--- INPUT MATERIAL ---

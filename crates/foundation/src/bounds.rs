/// Axis-aligned bounding box in lon/lat degrees (x = lon, y = lat).
#[derive(Copy, Clone, Debug, PartialEq)]
pub struct Aabb2 {
    pub min: [f64; 2],
    pub max: [f64; 2],
}

impl Aabb2 {
    pub fn new(min: [f64; 2], max: [f64; 2]) -> Self {
        Aabb2 { min, max }
    }

    /// An inverted box that any `extend_point` call will replace.
    pub fn empty() -> Self {
        Aabb2 {
            min: [f64::INFINITY, f64::INFINITY],
            max: [f64::NEG_INFINITY, f64::NEG_INFINITY],
        }
    }

    pub fn is_empty(&self) -> bool {
        self.min[0] > self.max[0] || self.min[1] > self.max[1]
    }

    pub fn extend_point(&mut self, x: f64, y: f64) {
        if !x.is_finite() || !y.is_finite() {
            return;
        }
        self.min[0] = self.min[0].min(x);
        self.min[1] = self.min[1].min(y);
        self.max[0] = self.max[0].max(x);
        self.max[1] = self.max[1].max(y);
    }

    pub fn extend(&mut self, other: &Aabb2) {
        if other.is_empty() {
            return;
        }
        self.extend_point(other.min[0], other.min[1]);
        self.extend_point(other.max[0], other.max[1]);
    }

    pub fn width(&self) -> f64 {
        (self.max[0] - self.min[0]).abs()
    }

    pub fn height(&self) -> f64 {
        (self.max[1] - self.min[1]).abs()
    }

    /// Returns (x, y) of the box midpoint.
    pub fn center(&self) -> (f64, f64) {
        (
            (self.min[0] + self.max[0]) / 2.0,
            (self.min[1] + self.max[1]) / 2.0,
        )
    }

    /// `[min_x, min_y, max_x, max_y]`, the layout GeoJSON uses for `bbox`.
    pub fn as_array(&self) -> [f64; 4] {
        [self.min[0], self.min[1], self.max[0], self.max[1]]
    }
}

impl Default for Aabb2 {
    fn default() -> Self {
        Self::empty()
    }
}
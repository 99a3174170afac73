use axum::extract::State;
use axum::response::IntoResponse;
use axum::Json;
use axum_extra::extract::Query;
use growth::{filter_options, render_dashboard, FilterOptions, RenderResponse, Selection};
use http::StatusCode;
use serde::Deserialize;
use serde_json::{json, Value};
use tracing::{error, info};

use crate::AppState;

type ApiResult<T> = Result<T, (StatusCode, Json<Value>)>;

fn api_error(status: StatusCode, message: impl Into<String>) -> (StatusCode, Json<Value>) {
    (status, Json(json!({ "error": message.into() })))
}

/// Raw widget state as it arrives in the query string. Multi-valued
/// fields repeat their key: `names=Prado&names=El%20Llano`.
#[derive(Debug, Default, Deserialize)]
pub struct SelectionQuery {
    #[serde(default)]
    pub areas: Vec<String>,
    #[serde(default)]
    pub names: Vec<String>,
    #[serde(default)]
    pub min: Option<String>,
    #[serde(default)]
    pub max: Option<String>,
    /// Slider extent the page showed when `min`/`max` were picked.
    #[serde(default)]
    pub slider_min: Option<String>,
    #[serde(default)]
    pub slider_max: Option<String>,
}

fn clean_list(raw: &[String]) -> Vec<String> {
    raw.iter()
        .map(|v| v.trim())
        .filter(|v| !v.is_empty())
        .map(str::to_string)
        .collect()
}

fn parse_bound(key: &str, raw: Option<&str>) -> Result<Option<f64>, String> {
    let Some(raw) = raw.map(str::trim).filter(|s| !s.is_empty()) else {
        return Ok(None);
    };
    match raw.parse::<f64>() {
        Ok(v) if v.is_finite() => Ok(Some(v)),
        _ => Err(format!("{key} must be a finite number, got {raw:?}")),
    }
}

impl SelectionQuery {
    /// A one-sided range leaves the other side open; clamping into the
    /// slider extent closes it.
    pub fn to_selection(&self) -> Result<Selection, String> {
        let min = parse_bound("min", self.min.as_deref())?;
        let max = parse_bound("max", self.max.as_deref())?;
        let range = match (min, max) {
            (None, None) => None,
            (lo, hi) => Some((lo.unwrap_or(f64::NEG_INFINITY), hi.unwrap_or(f64::INFINITY))),
        };
        let range_bounds = match (
            parse_bound("slider_min", self.slider_min.as_deref())?,
            parse_bound("slider_max", self.slider_max.as_deref())?,
        ) {
            (Some(lo), Some(hi)) => Some((lo, hi)),
            _ => None,
        };
        Ok(Selection {
            areas: clean_list(&self.areas),
            names: clean_list(&self.names),
            range,
            range_bounds,
        })
    }
}

async fn datasets(state: &AppState) -> ApiResult<std::sync::Arc<growth::Datasets>> {
    state.cache.get().await.map_err(|e| {
        error!("{e}");
        api_error(StatusCode::INTERNAL_SERVER_ERROR, e.to_string())
    })
}

pub async fn get_options(
    State(state): State<AppState>,
    Query(query): Query<SelectionQuery>,
) -> ApiResult<Json<FilterOptions>> {
    let selection = query
        .to_selection()
        .map_err(|e| api_error(StatusCode::BAD_REQUEST, e))?;
    let data = datasets(&state).await?;
    Ok(Json(filter_options(&data, &selection)))
}

pub async fn get_render(
    State(state): State<AppState>,
    Query(query): Query<SelectionQuery>,
) -> ApiResult<Json<RenderResponse>> {
    let selection = query
        .to_selection()
        .map_err(|e| api_error(StatusCode::BAD_REQUEST, e))?;
    let data = datasets(&state).await?;
    Ok(Json(render_dashboard(&data, &selection, &state.settings)))
}

pub async fn get_boundaries(State(state): State<AppState>) -> ApiResult<Json<Value>> {
    let data = datasets(&state).await?;
    Ok(Json(data.boundaries.to_geojson_value()))
}

pub async fn clear_cache(State(state): State<AppState>) -> impl IntoResponse {
    let cleared = state.cache.clear().await;
    info!("dataset cache cleared (was loaded: {cleared})");
    Json(json!({ "cleared": cleared }))
}
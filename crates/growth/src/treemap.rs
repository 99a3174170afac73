//! Squarified treemap layout (Bruls, Huizing & van Wijk).

use serde::Serialize;

#[derive(Debug, Clone, Copy, PartialEq, Default, Serialize)]
pub struct Rect {
    pub x: f64,
    pub y: f64,
    pub w: f64,
    pub h: f64,
}

impl Rect {
    pub fn new(x: f64, y: f64, w: f64, h: f64) -> Self {
        Self { x, y, w, h }
    }

    pub fn area(&self) -> f64 {
        self.w * self.h
    }
}

/// Worst aspect ratio of a row of `areas` laid along a side of length `side`.
fn worst_ratio(areas: &[f64], side: f64) -> f64 {
    let sum: f64 = areas.iter().sum();
    if sum <= 0.0 || side <= 0.0 {
        return f64::INFINITY;
    }
    let max = areas.iter().copied().fold(f64::MIN, f64::max);
    let min = areas.iter().copied().fold(f64::MAX, f64::min);
    let s2 = side * side;
    let sum2 = sum * sum;
    (s2 * max / sum2).max(sum2 / (s2 * min))
}

/// Places one row along the shorter side of `free` and returns what is left.
fn place_row(row: &[(usize, f64)], free: Rect, out: &mut [Rect]) -> Rect {
    let sum: f64 = row.iter().map(|(_, a)| a).sum();
    if free.w >= free.h {
        let col_w = if free.h > 0.0 { sum / free.h } else { 0.0 };
        let mut y = free.y;
        for &(idx, area) in row {
            let h = if col_w > 0.0 { area / col_w } else { 0.0 };
            out[idx] = Rect::new(free.x, y, col_w, h);
            y += h;
        }
        Rect::new(free.x + col_w, free.y, (free.w - col_w).max(0.0), free.h)
    } else {
        let row_h = if free.w > 0.0 { sum / free.w } else { 0.0 };
        let mut x = free.x;
        for &(idx, area) in row {
            let w = if row_h > 0.0 { area / row_h } else { 0.0 };
            out[idx] = Rect::new(x, free.y, w, row_h);
            x += w;
        }
        Rect::new(free.x, free.y + row_h, free.w, (free.h - row_h).max(0.0))
    }
}

/// Lays `values` out inside `bounds`, returning one rectangle per value in
/// input order. Non-positive values get an empty rectangle at the origin of
/// `bounds`.
pub fn squarify(values: &[f64], bounds: Rect) -> Vec<Rect> {
    let mut out = vec![Rect::new(bounds.x, bounds.y, 0.0, 0.0); values.len()];
    let total: f64 = values.iter().filter(|v| **v > 0.0).sum();
    if total <= 0.0 || bounds.area() <= 0.0 {
        return out;
    }

    let scale = bounds.area() / total;
    let mut order: Vec<(usize, f64)> = values
        .iter()
        .enumerate()
        .filter(|(_, v)| **v > 0.0)
        .map(|(i, v)| (i, v * scale))
        .collect();
    order.sort_by(|a, b| b.1.total_cmp(&a.1).then(a.0.cmp(&b.0)));

    let mut free = bounds;
    let mut row: Vec<(usize, f64)> = Vec::new();
    let mut row_areas: Vec<f64> = Vec::new();
    let mut next = 0;
    while next < order.len() {
        let side = free.w.min(free.h);
        let item = order[next];
        let current = worst_ratio(&row_areas, side);
        row_areas.push(item.1);
        if row.is_empty() || worst_ratio(&row_areas, side) <= current {
            row.push(item);
            next += 1;
        } else {
            row_areas.pop();
            free = place_row(&row, free, &mut out);
            row.clear();
            row_areas.clear();
        }
    }
    if !row.is_empty() {
        place_row(&row, free, &mut out);
    }
    out
}

#[cfg(test)]
mod tests {
    use super::{Rect, squarify};

    fn assert_close(a: f64, b: f64, eps: f64) {
        let diff = (a - b).abs();
        assert!(diff <= eps, "expected {a} ~= {b} (diff {diff})");
    }

    #[test]
    fn classic_example_fills_the_canvas() {
        // The 6x4 example from Bruls et al.
        let values = [6.0, 6.0, 4.0, 3.0, 2.0, 2.0, 1.0];
        let bounds = Rect::new(0.0, 0.0, 6.0, 4.0);
        let rects = squarify(&values, bounds);

        let covered: f64 = rects.iter().map(Rect::area).sum();
        assert_close(covered, 24.0, 1e-9);
        for (rect, value) in rects.iter().zip(values) {
            assert_close(rect.area(), value, 1e-9);
            assert!(rect.x >= -1e-9 && rect.y >= -1e-9);
            assert!(rect.x + rect.w <= 6.0 + 1e-9);
            assert!(rect.y + rect.h <= 4.0 + 1e-9);
        }
        // First two tiles stack into a 3-wide column.
        assert_close(rects[0].w, 3.0, 1e-9);
        assert_close(rects[1].w, 3.0, 1e-9);
    }

    #[test]
    fn areas_are_proportional_in_input_order() {
        let values = [1.0, 5.0, 2.0];
        let rects = squarify(&values, Rect::new(10.0, 20.0, 100.0, 40.0));
        assert_close(rects[0].area(), 500.0, 1e-6);
        assert_close(rects[1].area(), 2500.0, 1e-6);
        assert_close(rects[2].area(), 1000.0, 1e-6);
    }

    #[test]
    fn non_positive_values_get_empty_tiles() {
        let rects = squarify(&[0.0, 3.0, -1.0], Rect::new(0.0, 0.0, 2.0, 2.0));
        assert_eq!(rects[0].area(), 0.0);
        assert_eq!(rects[2].area(), 0.0);
        assert_close(rects[1].area(), 4.0, 1e-12);
        assert!(squarify(&[0.0], Rect::new(0.0, 0.0, 1.0, 1.0))[0].area() == 0.0);
    }
}
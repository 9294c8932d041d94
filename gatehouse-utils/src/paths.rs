//! Path utilities for gatehouse
//!
//! Handles XDG Base Directory specification compliance for config,
//! state, cache, and data directories.

use std::path::PathBuf;

use directories::ProjectDirs;

/// Application identifier for XDG directories
const APP_NAME: &str = "gatehouse";

/// Get project directories
fn project_dirs() -> Option<ProjectDirs> {
    ProjectDirs::from("", "", APP_NAME)
}

/// Get the configuration directory
///
/// Location: `$XDG_CONFIG_HOME/gatehouse` or `~/.config/gatehouse`
pub fn config_dir() -> PathBuf {
    project_dirs()
        .map(|p| p.config_dir().to_path_buf())
        .unwrap_or_else(fallback_config_dir)
}

/// Get the main configuration file path
///
/// Location: `$XDG_CONFIG_HOME/gatehouse/config.toml`
pub fn config_file() -> PathBuf {
    config_dir().join("config.toml")
}

/// Get the state directory (logs and other mutable state)
///
/// Location: `$XDG_STATE_HOME/gatehouse` or `~/.local/state/gatehouse`
pub fn state_dir() -> PathBuf {
    project_dirs()
        .and_then(|p| p.state_dir().map(|d| d.to_path_buf()))
        .unwrap_or_else(fallback_state_dir)
}

/// Get the data directory (persistent data like database workspaces)
///
/// Location: `$XDG_DATA_HOME/gatehouse` or `~/.local/share/gatehouse`
pub fn data_dir() -> PathBuf {
    project_dirs()
        .map(|p| p.data_local_dir().to_path_buf())
        .unwrap_or_else(fallback_data_dir)
}

/// Get the cache directory (temporary data, safe to delete)
///
/// Location: `$XDG_CACHE_HOME/gatehouse` or `~/.cache/gatehouse`
pub fn cache_dir() -> PathBuf {
    project_dirs()
        .map(|p| p.cache_dir().to_path_buf())
        .unwrap_or_else(fallback_cache_dir)
}

/// Get the log directory
///
/// Location: `$XDG_STATE_HOME/gatehouse/log`
pub fn log_dir() -> PathBuf {
    state_dir().join("log")
}

/// Get the embedded database workbench's workspace directory, creating
/// it on first use
///
/// Location: `$XDG_DATA_HOME/gatehouse/db`
pub fn db_workspace_dir() -> std::io::Result<PathBuf> {
    let dir = data_dir().join("db");
    ensure_dir(&dir)?;
    Ok(dir)
}

/// Ensure a directory exists, creating it if necessary
pub fn ensure_dir(path: &PathBuf) -> std::io::Result<()> {
    if !path.exists() {
        std::fs::create_dir_all(path)?;
    }
    Ok(())
}

/// Ensure all required directories exist
pub fn ensure_all_dirs() -> std::io::Result<()> {
    ensure_dir(&config_dir())?;
    ensure_dir(&state_dir())?;
    ensure_dir(&data_dir())?;
    ensure_dir(&cache_dir())?;
    ensure_dir(&log_dir())?;
    Ok(())
}

// Fallback implementations when ProjectDirs is unavailable

fn home_dir() -> PathBuf {
    std::env::var("HOME")
        .map(PathBuf::from)
        .unwrap_or_else(|_| PathBuf::from("/tmp"))
}

fn fallback_config_dir() -> PathBuf {
    home_dir().join(".config").join(APP_NAME)
}

fn fallback_state_dir() -> PathBuf {
    home_dir().join(".local").join("state").join(APP_NAME)
}

fn fallback_data_dir() -> PathBuf {
    home_dir().join(".local").join("share").join(APP_NAME)
}

fn fallback_cache_dir() -> PathBuf {
    home_dir().join(".cache").join(APP_NAME)
}
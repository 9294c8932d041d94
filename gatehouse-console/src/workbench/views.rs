//! Hosted-view descriptors
//!
//! The session widgets themselves (remote-machine viewer, database
//! workbench) are external; these descriptors carry everything a widget
//! is constructed with: the composite asset id, the pane key, and the
//! callbacks into the workbench.

use std::fmt;
use std::path::PathBuf;

use gatehouse_protocol::PaneKey;
use gatehouse_utils::{paths, Result};

use super::events::WorkbenchHandle;
use crate::client::TransportClient;

// ==================== Machine View ====================

/// Descriptor for a remote-machine session view
///
/// The viewer establishes its transport asynchronously and hands the
/// resulting client in through [`MachineView::attach_client`]; the
/// workbench never awaits it.
pub struct MachineView {
    asset_id: String,
    key: PaneKey,
    workbench: WorkbenchHandle,
}

impl MachineView {
    pub(crate) fn new(asset_id: String, key: PaneKey, workbench: WorkbenchHandle) -> Self {
        Self {
            asset_id,
            key,
            workbench,
        }
    }

    /// Composite `owner/name` id of the machine asset
    pub fn asset_id(&self) -> &str {
        &self.asset_id
    }

    /// Key of the owning pane
    pub fn key(&self) -> PaneKey {
        self.key
    }

    /// Close the owning pane
    pub fn close(&self) {
        self.workbench.close_pane(self.key);
    }

    /// Toggle the shell's fullscreen mode
    pub fn toggle_fullscreen(&self) {
        self.workbench.toggle_fullscreen();
    }

    /// Register the established transport client for this pane
    ///
    /// Must be called at most once per connection; re-registering
    /// replaces the previous handle without disconnecting it.
    pub fn attach_client(&self, client: Box<dyn TransportClient>) {
        self.workbench.register_client(self.key, client);
    }
}

impl fmt::Debug for MachineView {
    fn fmt(&self, f: &mut fmt::Formatter<'_>) -> fmt::Result {
        f.debug_struct("MachineView")
            .field("asset_id", &self.asset_id)
            .field("key", &self.key)
            .finish_non_exhaustive()
    }
}

// ==================== Database View ====================

/// Descriptor for an embedded database workbench session
///
/// Database sessions do not register a disconnectable transport handle;
/// closing the pane is pure state removal.
pub struct DatabaseView {
    asset_id: String,
    key: PaneKey,
    workbench: WorkbenchHandle,
}

impl DatabaseView {
    pub(crate) fn new(asset_id: String, key: PaneKey, workbench: WorkbenchHandle) -> Self {
        Self {
            asset_id,
            key,
            workbench,
        }
    }

    /// Composite `owner/name` id of the database asset
    pub fn asset_id(&self) -> &str {
        &self.asset_id
    }

    /// Key of the owning pane
    pub fn key(&self) -> PaneKey {
        self.key
    }

    /// Close the owning pane
    pub fn close(&self) {
        self.workbench.close_pane(self.key);
    }

    /// Working directory for the embedded database workbench, created
    /// on first use
    pub fn workspace_dir(&self) -> Result<PathBuf> {
        Ok(paths::db_workspace_dir()?)
    }
}

impl fmt::Debug for DatabaseView {
    fn fmt(&self, f: &mut fmt::Formatter<'_>) -> fmt::Result {
        f.debug_struct("DatabaseView")
            .field("asset_id", &self.asset_id)
            .field("key", &self.key)
            .finish_non_exhaustive()
    }
}
//! Pane records held by the workbench

use gatehouse_protocol::{PaneKey, TabInfo};

use super::views::{DatabaseView, MachineView};

/// One open remote session, represented as a tab
#[derive(Debug)]
pub struct Pane {
    /// Unique key, never reused
    pub key: PaneKey,
    /// Display label (= the target's name); dedup key within the set
    pub label: String,
    /// Descriptor of the hosted view
    pub content: PaneContent,
}

impl Pane {
    /// The tab-strip row for this pane
    pub fn tab_info(&self) -> TabInfo {
        TabInfo {
            key: self.key,
            label: self.label.clone(),
        }
    }
}

/// What a pane hosts, by target category
///
/// Closed set: a new category means a new variant here and a new arm in
/// the factory, checked at compile time.
#[derive(Debug)]
pub enum PaneContent {
    /// Remote-machine session (RDP/VNC/SSH viewer)
    Machine(MachineView),
    /// Embedded database workbench session
    Database(DatabaseView),
}

impl PaneContent {
    /// Composite `owner/name` id of the hosted asset
    pub fn asset_id(&self) -> &str {
        match self {
            PaneContent::Machine(view) => view.asset_id(),
            PaneContent::Database(view) => view.asset_id(),
        }
    }

    /// Key of the owning pane
    pub fn key(&self) -> PaneKey {
        match self {
            PaneContent::Machine(view) => view.key(),
            PaneContent::Database(view) => view.key(),
        }
    }

    /// Check if this pane hosts a remote-machine session
    pub fn is_machine(&self) -> bool {
        matches!(self, PaneContent::Machine(_))
    }

    /// The machine view, if this pane hosts one
    pub fn as_machine(&self) -> Option<&MachineView> {
        match self {
            PaneContent::Machine(view) => Some(view),
            _ => None,
        }
    }

    /// The database view, if this pane hosts one
    pub fn as_database(&self) -> Option<&DatabaseView> {
        match self {
            PaneContent::Database(view) => Some(view),
            _ => None,
        }
    }
}
//! Machine statistics collection
//!
//! Samples `/proc` files and a few one-shot commands over an
//! established machine transport and folds the output into a
//! [`Stats`] record. Parsers skip malformed lines rather than fail;
//! only transport errors propagate.

use gatehouse_protocol::{FsInfo, NetworkInfo, Stats};
use gatehouse_utils::Result;
use tracing::debug;

use crate::client::RemoteExec;

// ==================== CPU Raw Counters ====================

/// Cumulative CPU time counters from the aggregate `cpu` line of
/// `/proc/stat`
#[derive(Debug, Clone, Copy, Default, PartialEq, Eq)]
struct CpuRaw {
    user: u64,
    nice: u64,
    system: u64,
    idle: u64,
    io_wait: u64,
    irq: u64,
    soft_irq: u64,
    steal: u64,
    guest: u64,
    total: u64,
}

// ==================== Collector ====================

/// Samples machine telemetry over a [`RemoteExec`] transport
///
/// CPU percentages are deltas between consecutive samples, so the
/// collector keeps the previous raw counters; the first sample reports
/// only the core count. One collector per machine session.
#[derive(Debug, Default)]
pub struct StatsCollector {
    prev_cpu: Option<CpuRaw>,
}

impl StatsCollector {
    /// Create a collector with no previous sample
    pub fn new() -> Self {
        Self::default()
    }

    /// Take one telemetry sample
    pub fn collect<E: RemoteExec + ?Sized>(&mut self, exec: &mut E) -> Result<Stats> {
        let mut stats = Stats::default();

        apply_uptime(&mut stats, &exec.run_command("/bin/cat /proc/uptime")?);
        apply_loadavg(&mut stats, &exec.run_command("/bin/cat /proc/loadavg")?);
        stats.hostname = exec.run_command("/bin/hostname")?.trim().to_string();
        apply_meminfo(&mut stats, &exec.run_command("/bin/cat /proc/meminfo")?);
        apply_fs_info(&mut stats, &exec.run_command("/bin/df -B1")?);
        apply_net_dev(&mut stats, &exec.run_command("/bin/cat /proc/net/dev")?);

        let now = apply_cpu_stat(&mut stats, &exec.run_command("/bin/cat /proc/stat")?);
        self.apply_cpu_delta(&mut stats, now);

        Ok(stats)
    }

    fn apply_cpu_delta(&mut self, stats: &mut Stats, now: CpuRaw) {
        let Some(prev) = self.prev_cpu.replace(now) else {
            debug!("first CPU sample; percentages available from the next one");
            return;
        };

        let total = now.total.saturating_sub(prev.total) as f32;
        if total <= 0.0 {
            return;
        }

        let pct = |now_val: u64, prev_val: u64| now_val.saturating_sub(prev_val) as f32 / total * 100.0;
        stats.cpu.user = pct(now.user, prev.user);
        stats.cpu.nice = pct(now.nice, prev.nice);
        stats.cpu.system = pct(now.system, prev.system);
        stats.cpu.idle = pct(now.idle, prev.idle);
        stats.cpu.io_wait = pct(now.io_wait, prev.io_wait);
        stats.cpu.irq = pct(now.irq, prev.irq);
        stats.cpu.soft_irq = pct(now.soft_irq, prev.soft_irq);
        stats.cpu.steal = pct(now.steal, prev.steal);
        stats.cpu.guest = pct(now.guest, prev.guest);
    }
}

// ==================== Parsers ====================

/// `/proc/uptime`: seconds up, seconds idle
fn apply_uptime(stats: &mut Stats, text: &str) {
    if let Some(first) = text.split_whitespace().next() {
        if let Ok(secs) = first.parse::<f64>() {
            stats.uptime = secs as u64;
        }
    }
}

/// `/proc/loadavg`: three load averages plus `running/total` processes
fn apply_loadavg(stats: &mut Stats, text: &str) {
    let parts: Vec<&str> = text.split_whitespace().collect();
    if parts.len() < 4 {
        return;
    }

    stats.load1 = parts[0].to_string();
    stats.load5 = parts[1].to_string();
    stats.load10 = parts[2].to_string();

    if let Some((running, total)) = parts[3].split_once('/') {
        stats.running_process = running.to_string();
        stats.total_process = total.to_string();
    }
}

/// `/proc/meminfo`: values are reported in kB
fn apply_meminfo(stats: &mut Stats, text: &str) {
    for line in text.lines() {
        let parts: Vec<&str> = line.split_whitespace().collect();
        if parts.len() != 3 {
            continue;
        }

        let Ok(val) = parts[1].parse::<u64>() else {
            continue;
        };
        let val = val * 1024;

        match parts[0] {
            "MemTotal:" => stats.mem_total = val,
            "MemFree:" => stats.mem_free = val,
            "MemAvailable:" => stats.mem_available = val,
            "Buffers:" => stats.mem_buffers = val,
            "Cached:" => stats.mem_cached = val,
            "SwapTotal:" => stats.swap_total = val,
            "SwapFree:" => stats.swap_free = val,
            _ => {}
        }
    }
}

/// `df -B1`: one `FsInfo` per `/dev/*` filesystem
///
/// A long device name wraps onto its own line, with the five data
/// columns on the next one; the `wrapped` flag shifts the column
/// indices accordingly.
fn apply_fs_info(stats: &mut Stats, text: &str) {
    let mut wrapped = false;
    for line in text.lines() {
        let parts: Vec<&str> = line.split_whitespace().collect();
        let n = parts.len();
        let dev = n > 0 && parts[0].starts_with("/dev/");

        if n == 1 && dev {
            wrapped = true;
        } else if (n == 5 && wrapped) || (n == 6 && dev) {
            let i = usize::from(wrapped);
            wrapped = false;

            let Ok(used) = parts[2 - i].parse::<u64>() else {
                continue;
            };
            let Ok(free) = parts[3 - i].parse::<u64>() else {
                continue;
            };

            stats.fs_infos.push(FsInfo {
                mount_point: parts[5 - i].to_string(),
                used,
                free,
            });
        }
    }
}

/// `/proc/net/dev`: cumulative rx/tx byte counters per interface
fn apply_net_dev(stats: &mut Stats, text: &str) {
    for line in text.lines() {
        let Some((iface, counters)) = line.split_once(':') else {
            continue;
        };

        let iface = iface.trim();
        if iface.is_empty() || iface == "lo" {
            continue;
        }

        let fields: Vec<&str> = counters.split_whitespace().collect();
        if fields.len() < 9 {
            continue;
        }
        let (Ok(rx), Ok(tx)) = (fields[0].parse::<u64>(), fields[8].parse::<u64>()) else {
            continue;
        };

        stats.network.insert(
            iface.to_string(),
            NetworkInfo {
                rx,
                tx,
                ..NetworkInfo::default()
            },
        );
    }
}

/// `/proc/stat`: aggregate CPU counters plus the per-core line count
fn apply_cpu_stat(stats: &mut Stats, text: &str) -> CpuRaw {
    let mut raw = CpuRaw::default();
    let mut cores = 0;

    for line in text.lines() {
        let fields: Vec<&str> = line.split_whitespace().collect();
        match fields.first() {
            Some(&"cpu") => parse_cpu_fields(&fields, &mut raw),
            Some(f) if f.starts_with("cpu") => cores += 1,
            _ => {}
        }
    }

    stats.cpu.core_num = cores;
    raw
}

fn parse_cpu_fields(fields: &[&str], raw: &mut CpuRaw) {
    for (i, field) in fields.iter().enumerate().skip(1) {
        let Ok(val) = field.parse::<u64>() else {
            continue;
        };

        raw.total += val;
        match i {
            1 => raw.user = val,
            2 => raw.nice = val,
            3 => raw.system = val,
            4 => raw.idle = val,
            5 => raw.io_wait = val,
            6 => raw.irq = val,
            7 => raw.soft_irq = val,
            8 => raw.steal = val,
            9 => raw.guest = val,
            _ => {}
        }
    }
}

---

INSTRUCTIONS FOR THE TASK: Only the number is wanted: how many lines of the data contain the word "open"?

SOLUTION TO THIS TASK: 2